2-Year-Old Swallows 28 Buckyball Magnets, Ends Up in Operating Room

2-Year-Old Swallows 28 Buckyball Magnets, Ends Up in Operating Room
Buckyballs. (bradhoc/Flickr/CC BY 2.0)

Kyle McBrien had just stepped away to use the bathroom. By the time he returned, his 2-year-old daughter was in need of surgery.

McBrien had on his desk a collection of Buckyballs—small, strong, ball-shaped magnets. When he returned from bathroom, he saw his daughter, Ella, with some of the magnets in hand.

He knew she likes to put things in her mouth and so was worried she might have swallowed some.

“It was terrifying,” Ella’s mother, Elizabeth, told KDVR. “I was losing it, he luckily kept it together.”

Doctors at Children’s Hospital Colorado took x-rays of Ella and saw she had indeed swallowed 28 of the tiny magnets, which had linked together in her intestines to form a circle. Two magnets had pinched the side of her bowel and were in process of forming a hole, said Dr. Robert Kramer, Co-medical Director of the Digestive Health Institute and the Director of Endoscopy at the hospital.

The first procedure failed to retrieve the magnets.
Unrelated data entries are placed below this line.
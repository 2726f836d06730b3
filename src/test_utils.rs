// Copyright 2026, Jeroen van Erp <jeroen@geeko.me>
// SPDX-License-Identifier: Apache-2.0

//! Test utilities standing in for the Kubernetes API server.

use http::{Request, Response};
use http_body_util::BodyExt;
use kube::client::Body;
use kube::Client;
use std::collections::HashMap;
use std::sync::{Arc, Mutex};
use std::task::{Context, Poll};
use tower::Service;

type Responses = HashMap<(String, String), (u16, String)>;

/// A mock HTTP service that returns predefined responses based on request paths
/// and records every request it sees.
///
/// Server-side apply requests without a predefined response echo the submitted
/// object back, the way a real API server answers a successful apply. Watch
/// requests stay open without ever sending an event.
#[derive(Clone)]
pub struct MockService {
    responses: Arc<Mutex<Responses>>,
    requests: Arc<Mutex<Vec<(String, String)>>>,
}

impl MockService {
    pub fn new() -> Self {
        Self {
            responses: Arc::new(Mutex::new(HashMap::new())),
            requests: Arc::new(Mutex::new(Vec::new())),
        }
    }

    fn on(self, method: &str, path: &str, status: u16, body: &str) -> Self {
        self.responses
            .lock()
            .unwrap()
            .insert((method.to_string(), path.to_string()), (status, body.to_string()));
        self
    }

    /// Add a response for GET requests matching the path
    pub fn on_get(self, path: &str, status: u16, body: &str) -> Self {
        self.on("GET", path, status, body)
    }

    /// Add a response for POST requests matching the path
    pub fn on_post(self, path: &str, status: u16, body: &str) -> Self {
        self.on("POST", path, status, body)
    }

    /// Add a response for PATCH requests matching the path
    pub fn on_patch(self, path: &str, status: u16, body: &str) -> Self {
        self.on("PATCH", path, status, body)
    }

    /// Add a response for DELETE requests matching the path
    pub fn on_delete(self, path: &str, status: u16, body: &str) -> Self {
        self.on("DELETE", path, status, body)
    }

    /// Build a kube Client from this mock service
    pub fn into_client(self) -> Client {
        Client::new(self, "default")
    }

    /// Method and path of every request received so far, in order
    pub fn requests(&self) -> Vec<(String, String)> {
        self.requests.lock().unwrap().clone()
    }

    /// Paths of the requests made with `method`, in order
    pub fn paths(&self, method: &str) -> Vec<String> {
        self.requests()
            .into_iter()
            .filter(|(m, _)| m == method)
            .map(|(_, p)| p)
            .collect()
    }

    fn find_response(&self, method: &str, path: &str) -> Option<(u16, String)> {
        let responses = self.responses.lock().unwrap();

        if let Some(resp) = responses.get(&(method.to_string(), path.to_string())) {
            return Some(resp.clone());
        }

        for ((m, p), resp) in responses.iter() {
            if m == method && path.starts_with(p) {
                return Some(resp.clone());
            }
        }

        None
    }
}

impl Default for MockService {
    fn default() -> Self {
        Self::new()
    }
}

fn json_response(status: u16, body: Vec<u8>) -> Response<Body> {
    Response::builder()
        .status(status)
        .header("content-type", "application/json")
        .body(Body::from(body))
        .unwrap()
}

impl Service<Request<Body>> for MockService {
    type Response = Response<Body>;
    type Error = tower::BoxError;
    type Future = std::pin::Pin<
        Box<dyn std::future::Future<Output = Result<Self::Response, Self::Error>> + Send>,
    >;

    fn poll_ready(&mut self, _cx: &mut Context<'_>) -> Poll<Result<(), Self::Error>> {
        Poll::Ready(Ok(()))
    }

    fn call(&mut self, req: Request<Body>) -> Self::Future {
        let method = req.method().to_string();
        let path = req.uri().path().to_string();
        let watching = req
            .uri()
            .query()
            .is_some_and(|q| q.split('&').any(|p| p == "watch=true"));

        self.requests
            .lock()
            .unwrap()
            .push((method.clone(), path.clone()));
        let response = self.find_response(&method, &path);

        Box::pin(respond(req, method, path, watching, response))
    }
}

async fn respond(
    req: Request<Body>,
    method: String,
    path: String,
    watching: bool,
    response: Option<(u16, String)>,
) -> Result<Response<Body>, tower::BoxError> {
    if watching {
        return std::future::pending().await;
    }
    match response {
        Some((status, body)) => Ok(json_response(status, body.into_bytes())),
        None if method == "PATCH" => {
            let submitted = req.into_body().collect().await?.to_bytes();
            Ok(json_response(200, submitted.to_vec()))
        }
        None => Ok(json_response(
            404,
            not_found_json("resource", &path).into_bytes(),
        )),
    }
}

/// Create a mock namespace JSON response
pub fn namespace_json(name: &str) -> String {
    serde_json::json!({
        "apiVersion": "v1",
        "kind": "Namespace",
        "metadata": {
            "name": name,
            "uid": "test-uid"
        }
    })
    .to_string()
}

/// Create a mock secret JSON response holding `data` (values base64 encoded)
pub fn secret_json(namespace: &str, name: &str, data: &[(&str, &str)]) -> String {
    let data: serde_json::Map<String, serde_json::Value> = data
        .iter()
        .map(|(k, v)| {
            let encoded = serde_json::to_value(k8s_openapi::ByteString(v.as_bytes().to_vec()))
                .unwrap();
            (k.to_string(), encoded)
        })
        .collect();

    serde_json::json!({
        "apiVersion": "v1",
        "kind": "Secret",
        "metadata": {
            "name": name,
            "namespace": namespace
        },
        "data": data
    })
    .to_string()
}

/// Create a successful deletion status response
pub fn deleted_json() -> String {
    serde_json::json!({
        "kind": "Status",
        "apiVersion": "v1",
        "status": "Success",
        "code": 200
    })
    .to_string()
}

/// Create a 404 not found response
pub fn not_found_json(resource: &str, name: &str) -> String {
    serde_json::json!({
        "kind": "Status",
        "apiVersion": "v1",
        "status": "Failure",
        "message": format!("{} \"{}\" not found", resource, name),
        "reason": "NotFound",
        "code": 404
    })
    .to_string()
}

/// Create a list response wrapping `items`
pub fn list_json(api_version: &str, kind: &str, items: Vec<serde_json::Value>) -> String {
    serde_json::json!({
        "apiVersion": api_version,
        "kind": format!("{}List", kind),
        "metadata": { "resourceVersion": "1" },
        "items": items
    })
    .to_string()
}

fn ready_condition(ready: bool) -> serde_json::Value {
    serde_json::json!({
        "conditions": [{
            "type": "Ready",
            "status": if ready { "True" } else { "False" }
        }]
    })
}

/// A cert-manager Certificate with a Ready condition
pub fn certificate_json(namespace: &str, name: &str, ready: bool) -> serde_json::Value {
    serde_json::json!({
        "apiVersion": "cert-manager.io/v1",
        "kind": "Certificate",
        "metadata": { "name": name, "namespace": namespace, "resourceVersion": "1" },
        "spec": {
            "secretName": format!("{}-tls", name),
            "issuerRef": { "name": "issuer" }
        },
        "status": ready_condition(ready)
    })
}

/// A cert-manager CA Issuer with a Ready condition
pub fn issuer_json(namespace: &str, name: &str, ready: bool) -> serde_json::Value {
    serde_json::json!({
        "apiVersion": "cert-manager.io/v1",
        "kind": "Issuer",
        "metadata": { "name": name, "namespace": namespace, "resourceVersion": "1" },
        "spec": { "ca": { "secretName": format!("{}-tls", name) } },
        "status": ready_condition(ready)
    })
}

/// A single-replica StatefulSet whose status reports `ready` replicas
pub fn stateful_set_json(namespace: &str, name: &str, ready: i32) -> serde_json::Value {
    serde_json::json!({
        "apiVersion": "apps/v1",
        "kind": "StatefulSet",
        "metadata": {
            "name": name,
            "namespace": namespace,
            "generation": 1,
            "resourceVersion": "1"
        },
        "spec": {
            "replicas": 1,
            "serviceName": name,
            "selector": { "matchLabels": { "app": name } },
            "template": {}
        },
        "status": {
            "replicas": 1,
            "observedGeneration": 1,
            "readyReplicas": ready,
            "updatedReplicas": ready
        }
    })
}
Kramer then used a specialized endoscopy and successfully removed them.

Ella quickly recovered after the minor surgery. But in the past there have been many more serious cases where doctors have had to remove part of the intestine after the balls punctured the bowel.

“In the worst cases there have been deaths associated with these,” said Kramer.

There have been 2,900 ingestions of magnets that ended up in emergency rooms between 2009 and 2013, according to the Consumer Product Safety Commission.

The agency implemented a ban on the magnets in 2012 and managed to get most distributors to stop selling them. But last year’s Tenth Circuit Court decision reversed the ban.

Since then, injuries such as these have been back on the rise, Kramer said.

“It sounds as benign as humanly possible—magnets, you don’t think anything of it,” said McBrien.

“Clearly, they’re so small and very, very easy to be swallowed. So, therefore, there’s a very, very strong risk,” he told Fox News.

The magnets are made of an alloy of neodymium, iron, and boron. They are usually 3-6 millimeters in diameter and are usually sold in sets of 125-224. They can be arranged into various shapes and sculptures.